Qué respuesta darle, periodista. No quiera ver usted cómo era esto cuando empezó la pandemia. Los coleros marcaban cinco o seis días antes. No solo sabían cuándo iban a venir los productos desde la empresa mayorista, sino hasta la procedencia del barco, día, hora y nombre de la brigada que iba a descargarlo en el puerto.
No puede negarse que tenían una inventiva tremenda, porque concibieron unos monogramas de los CDR para espantar a quienes sospecharan que hacían algo diferente de cumplir con la vigilancia revolucionaria. Una vez tuve la suerte de ser la segunda en la cola, pero no quise discutir con aquella señora que me miró atravesado para asegurarme que con ella venían cuarenta y tres personas.
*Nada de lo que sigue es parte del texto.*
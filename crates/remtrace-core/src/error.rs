use std::path::PathBuf;
use std::time::Duration;

use crate::transport::ExitStatus;

/// Error when a capture configuration is malformed.
///
/// It is always raised before any remote operation takes place.
#[derive(thiserror::Error, Debug, Clone, PartialEq, Eq)]
pub enum ValidationError {
    /// The buffering mode is not one of `oneshot`, `circular` or `streaming`.
    #[error("invalid value for --buffering-mode: {0:?} (expected one of: oneshot, circular, streaming)")]
    BufferingMode(String),

    /// The category set is empty.
    #[error("empty category set (use \"all\" to enable every category)")]
    EmptyCategories,

    /// Streaming was requested, but no local sink was provided.
    #[error("streaming requested without an output sink")]
    MissingStreamSink,
}

/// Error of the stream bridge.
#[derive(thiserror::Error, Debug)]
pub enum StreamError<E> {
    /// The inbound connection couldn't be accepted.
    #[error("unable to accept incoming trace connection: {0}")]
    Accept(#[source] E),

    /// No inbound connection was made before the deadline.
    #[error("no incoming trace connection after {0:?}")]
    AcceptTimeout(Duration),

    /// The bridge was abandoned before any inbound connection was made.
    #[error("trace stream abandoned before any connection was made")]
    Abandoned,

    /// The trace stream couldn't be copied to the local sink.
    #[error("error writing trace results: {0}")]
    Copy(#[source] std::io::Error),

    /// The bridge task ended without reporting its outcome.
    #[error("trace stream task ended without reporting")]
    Lost,
}

/// Error of a trace capture.
#[derive(thiserror::Error, Debug)]
pub enum CaptureError<E> {
    /// The capture configuration is malformed.
    #[error(transparent)]
    Validation(#[from] ValidationError),

    /// A remote session failed.
    #[error("remote session failed: {0}")]
    Session(#[source] E),

    /// The remote trace tool reported a failure.
    #[error("remote trace command failed ({0})")]
    RemoteCommand(ExitStatus),

    /// The trace stream failed.
    #[error(transparent)]
    Stream(#[from] StreamError<E>),
}

/// Error of a file transfer.
#[derive(thiserror::Error, Debug)]
pub enum TransferError<E> {
    /// The remote file couldn't be opened.
    #[error("unable to open remote file {0}: {1}")]
    RemoteOpen(String, #[source] E),

    /// The local file couldn't be created.
    #[error("{0}: {1}")]
    LocalCreate(PathBuf, #[source] std::io::Error),

    /// The bytes couldn't be copied.
    #[error("file copy failed: {0}")]
    Copy(#[source] std::io::Error),
}

/// Error of a clock synchronization.
///
/// When returned, no offset is available.
#[derive(thiserror::Error, Debug)]
pub enum ClockSyncError<E> {
    /// The remote time service couldn't be started or awaited.
    #[error("remote session failed: {0}")]
    Session(#[source] E),

    /// The remote time service has no piped standard input or error.
    #[error("remote time service has no piped stdin/stderr")]
    MissingPipe,

    /// I/O error on the channel with the remote time service.
    #[error(transparent)]
    Io(#[from] std::io::Error),

    /// The remote time service closed its output early.
    #[error("remote time service closed its output")]
    Eof,

    /// The remote time service returned a malformed timestamp.
    #[error("failed to parse timestamp: {0:?}")]
    Parse(String),

    /// The remote time service didn't respond in time.
    #[error("no response from remote time service after {0:?}")]
    Timeout(Duration),

    /// The remote time service didn't exit successfully.
    #[error("remote time service failed ({0})")]
    RemoteExit(ExitStatus),
}

/// Result type of a trace capture.
pub type Result<T, E> = core::result::Result<T, CaptureError<E>>;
Cuando comenzó la lucha contra los coleros, los compañeros del municipio me propusieron ser doble agente a partir de mi conocimiento de las causas objetivas y subjetivas que influían en el desenvolvimiento de esta larga fila que, cual ostentoso collar, le da la vuelta a la manzana. El pago era magnífico, no crea, les importaba poco si me tomaba o vendía el medio termo de café que me propusieron.
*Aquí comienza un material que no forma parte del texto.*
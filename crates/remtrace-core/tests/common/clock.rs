use std::collections::VecDeque;
use std::sync::Mutex;
use std::time::SystemTime;

use remtrace_core::Clock;

/// Local clock replaying a fixed sequence of times.
pub struct ScriptedClock {
    times: Mutex<VecDeque<SystemTime>>,
}

impl ScriptedClock {
    /// One `(sent, received)` pair per sampling round.
    pub fn from_rounds(rounds: &[(SystemTime, SystemTime)]) -> Self {
        let times = rounds
            .iter()
            .flat_map(|(sent, received)| [*sent, *received])
            .collect();

        Self {
            times: Mutex::new(times),
        }
    }
}

impl Clock for ScriptedClock {
    fn now(&self) -> SystemTime {
        self.times
            .lock()
            .unwrap()
            .pop_front()
            .expect("clock read more times than scripted")
    }
}
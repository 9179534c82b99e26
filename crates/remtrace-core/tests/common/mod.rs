mod clock;
mod transport;

pub use self::clock::ScriptedClock;
pub use self::transport::{BrokenStreamListener, FakeTransport, Producer, TimeService};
Coleros profesionales (Ilustración: Martirena/Vanguardia)
Lo rechacé, pues no comulgo con la combatividad, soy flojita en eso, puedo ver un buldócer de Comunales acabando con una esquina y en vez de llamarle la atención al conductor, quedarme en éxtasis por si el susodicho logra descubrir un pozo con alguna paletada.
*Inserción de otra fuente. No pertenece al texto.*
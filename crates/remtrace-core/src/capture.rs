use std::net::{Ipv6Addr, SocketAddr};
use std::time::Duration;

use tokio::io::AsyncWrite;

use crate::bridge::StreamBridge;
use crate::command::RemoteCommand;
use crate::config::CaptureConfig;
use crate::error::{CaptureError, ValidationError};
use crate::transport::Transport;

/// Runtime options of a trace capture.
#[derive(Debug, Clone)]
pub struct CaptureOptions {
    /// Address the stream tunnel is bound to on the target.
    pub tunnel_bind: SocketAddr,

    /// Maximum time to wait for the target to connect to the stream tunnel.
    pub accept_timeout: Option<Duration>,
}

impl Default for CaptureOptions {
    fn default() -> Self {
        Self {
            tunnel_bind: SocketAddr::from((Ipv6Addr::LOCALHOST, 0)),
            accept_timeout: None,
        }
    }
}

/// Outcome of a successful trace capture.
#[derive(Debug, Clone, PartialEq, Eq)]
pub struct CaptureOutcome {
    /// The remote invocation that was executed.
    pub command: RemoteCommand,

    /// Number of bytes streamed to the local sink, if streaming.
    pub streamed_bytes: Option<u64>,
}

/// Records a trace on the target.
///
/// The configuration is validated before any remote operation. When
/// streaming is requested, the trace is relayed to `sink` while the remote
/// command runs, and both are awaited before returning.
///
/// If both the remote command and the stream fail, the remote command error
/// is returned.
#[tracing::instrument(name = "Capture", skip_all, fields(stream = config.stream))]
pub async fn capture<T, W>(
    transport: &T,
    config: &CaptureConfig,
    options: &CaptureOptions,
    sink: Option<W>,
) -> crate::Result<CaptureOutcome, T::Error>
where
    T: Transport,
    W: AsyncWrite + Unpin + Send + 'static,
{
    let mut command = RemoteCommand::build(config)?;

    let bridge = match (command.is_streaming(), sink) {
        (true, Some(sink)) => {
            let listener = transport
                .open_tunnel(options.tunnel_bind)
                .await
                .map_err(CaptureError::Session)?;

            let bridge = StreamBridge::spawn(listener, sink, options.accept_timeout);
            command.set_stream_destination(bridge.address());

            Some(bridge)
        }
        (true, None) => return Err(ValidationError::MissingStreamSink.into()),
        (false, _) => None,
    };

    let command_line = command.to_string();
    tracing::debug!("running: {command_line}");

    let command_res = match transport.execute(&command_line).await {
        Ok(status) if status.success() => Ok(()),
        Ok(status) => Err(CaptureError::RemoteCommand(status)),
        Err(e) => Err(CaptureError::Session(e)),
    };

    let stream_res = match bridge {
        Some(bridge) => {
            if command_res.is_err() {
                bridge.abandon();
            }

            tracing::info!("waiting to finish receiving trace stream");
            Some(bridge.finish().await)
        }
        None => None,
    };

    command_res?;

    let streamed_bytes = stream_res.transpose()?;

    Ok(CaptureOutcome {
        command,
        streamed_bytes,
    })
}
Lo mío es marcar y dorarme, me queda todavía medio pomo de bronceador de los últimos que sacaron en la tienda. Descubrí un día que no vale la pena preguntar qué producto vino y cuál se retrasó, porque al final cualquier cosa que sacan está perdida y va a hacer falta hoy, mañana y siempre.
Aplaudo lo de permitir solamente la compra a los que viven en el municipio. Es verdad que tuve que zumbarme otra cola en la oficina del carnet de identidad para actualizar el mío, ya vencido, y que hube de lidiar con coleros que no conocía, pero aquello fue solo un traspié de la existencia que hay que asumir con el espíritu de Mariana.
También es cierto que por culpa de esa disposición perdí en la cola a mi mejor amiga, una muchacha de Cascajal que, gracias a las zancadillas de la inexistencia venía dos veces a la semana en la guagua de Santa Clara que coge por la Central, arribaba después del mediodía a La Habana, marcaba, se pasaba la madrugada conversando conmigo en las afueras de la tienda, compraba por la mañana, y a las dos y media de la tarde del otro día viraba en esa misma ruta, cansada y feliz, de vuelta a su terruño, donde la esperaba en su morada otra cola de gente que adquiría a sobreprecio lo que ella revendía.
Colero listero (Ilustración: Cabrera/Vanguardia)
Han hecho bien en aumentar las fuerzas del orden, porque tres policías no dan abasto para controlar las trifulcas donde hasta los agentes de la PNR cogen lo suyo. A más de uno le han robado el spray de gas pimienta, dicen que le da un sabor muy rico a la comida. Ahora son como veinte y tienen todos los medios técnicos a su alcance, como esa aplicación que te escanea el carnet e impide volver a hacer la cola sin soltar nada a cambio.
Siempre habrá quien critique el uso excesivo de la fuerza, como el del otro día en que sacaron hígado de pollo y tuvieron que intervenir las BTR de Tropas Especiales, pero la población debe concientizar que en tiempos como estos las colas son la plasmación estratégica de la Guerra de Todo el Pueblo.
¿Qué si estoy contenta? Claro que lo estoy. Con estas últimas medidas la organización es tremenda, son siete horas a lo sumo lo que uno está en las afueras de los establecimientos para adquirir un producto. No imagina lo feliz que me hacen estos cuatro paqueticos de refresco Piñata que me llevo a casa para alegrar a mis nietos y mucho más a mi hija, quien se quita de la cabeza por quince días lo de la merienda de los chamas. Este kilogramo sabor melón es un mentís a los que intentan desacreditar el esfuerzo que hace el Estado por echar palante la economía. Ya las colas son prósperas y sostenibles, y por algo se empieza, ¿no?